Repeatedly during the interrogation, Davis insisted that he did not know Polly, her parents or her sister. Asked by Police Sgt. Michael Meese why he had abducted Polly, Davis replied: “I don’t know. . . . I don’t know why I took her.”

In his conversations with detectives, Davis repeatedly referred to his mother, who he said abandoned him and his younger sister Darlene when Davis was in fifth grade. He said he had gone to Petaluma the night he abducted Polly hoping to track down his mother and talk to her.
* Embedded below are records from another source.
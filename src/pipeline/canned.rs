//! Deterministic canned responses.
//!
//! The last rung of every fallback ladder: whatever the providers do, these
//! templates are always applicable, so the user-facing path always ends
//! with valid text.

/// Substituted when the whole request fails or the deadline expires.
pub const TROUBLE_TEXT: &str =
    "I'm sorry, I'm having trouble processing your request right now. \
     Please try again in a moment.";

/// Substituted when every generation provider fails on the conversational
/// path.
pub const GENERATION_TROUBLE_TEXT: &str =
    "I'm having trouble generating a response due to technical issues. \
     Please try again in a few moments.";

/// Substituted when voice input cannot be transcribed.
pub const RECOGNITION_UNAVAILABLE_TEXT: &str =
    "I'm sorry, I couldn't understand the audio. Could you try again or \
     type your question instead?";

/// Substituted when image input yields no readable text.
pub const OCR_UNAVAILABLE_TEXT: &str =
    "I'm sorry, I couldn't read any text in that image. Could you try a \
     clearer picture or type your question instead?";

/// Five generic practice questions built from the topic by substitution.
pub fn practice_questions(topic: &str) -> String {
    format!(
        "1. What are the key components of {topic}?\n\
         2. How does {topic} relate to real-world applications?\n\
         3. What are the main challenges in understanding {topic}?\n\
         4. How has {topic} evolved over time?\n\
         5. What are the future implications or developments related to {topic}?"
    )
}

/// Curated follow-on topics, scanned in insertion order; the first key
/// contained in the lowercased input wins.
const RELATED_TOPICS: &[(&str, &str)] = &[
    ("data science", "machine learning"),
    ("data", "data science"),
    ("machine learning", "neural networks"),
    ("artificial intelligence", "machine learning ethics"),
    ("programming", "software development"),
    ("software", "software engineering"),
    ("ecosystem", "biodiversity"),
    ("environment", "climate change"),
    ("physics", "quantum mechanics"),
    ("chemistry", "organic chemistry"),
    ("biology", "genetics"),
    ("history", "world war II"),
    ("mathematics", "linear algebra"),
    ("math", "calculus"),
    ("computer", "computer architecture"),
    ("network", "cybersecurity"),
    ("security", "encryption"),
    ("web", "web development"),
];

/// Broad defaults when no curated pairing matches; picked by topic length
/// so the suggestion is stable for a given input.
const DEFAULT_TOPICS: &[&str] = &[
    "astronomy",
    "psychology",
    "world geography",
    "classical literature",
    "economics",
];

/// Suggest a related topic without any provider call.
pub fn related_topic(topic: &str) -> String {
    let lower = topic.to_lowercase();
    for (key, suggestion) in RELATED_TOPICS {
        if lower.contains(key) {
            return (*suggestion).to_string();
        }
    }
    DEFAULT_TOPICS[topic.len() % DEFAULT_TOPICS.len()].to_string()
}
He never found her that night, Davis said.

He also said he believed he would probably be put to death for having killed Polly, a fate he said he was prepared to accept. He said he was eager to plead guilty to the crime, and preferred a hearing before a judge to a jury trial.

“I want to get it over and done with as quick as possible,” Davis said. Although he said he was high on marijuana and alcohol that night, “it doesn’t matter if I smoked some f---ed weed that had some s--- in it. . . . It’s what I did. Don’t matter how f---ed up you were, if you were hallucinated out or whatever, it’s the act itself.”

The trial, which began last week, was moved to San Jose from Santa Rosa after a Sonoma County judge concluded that pretrial publicity prevented him from finding an impartial jury.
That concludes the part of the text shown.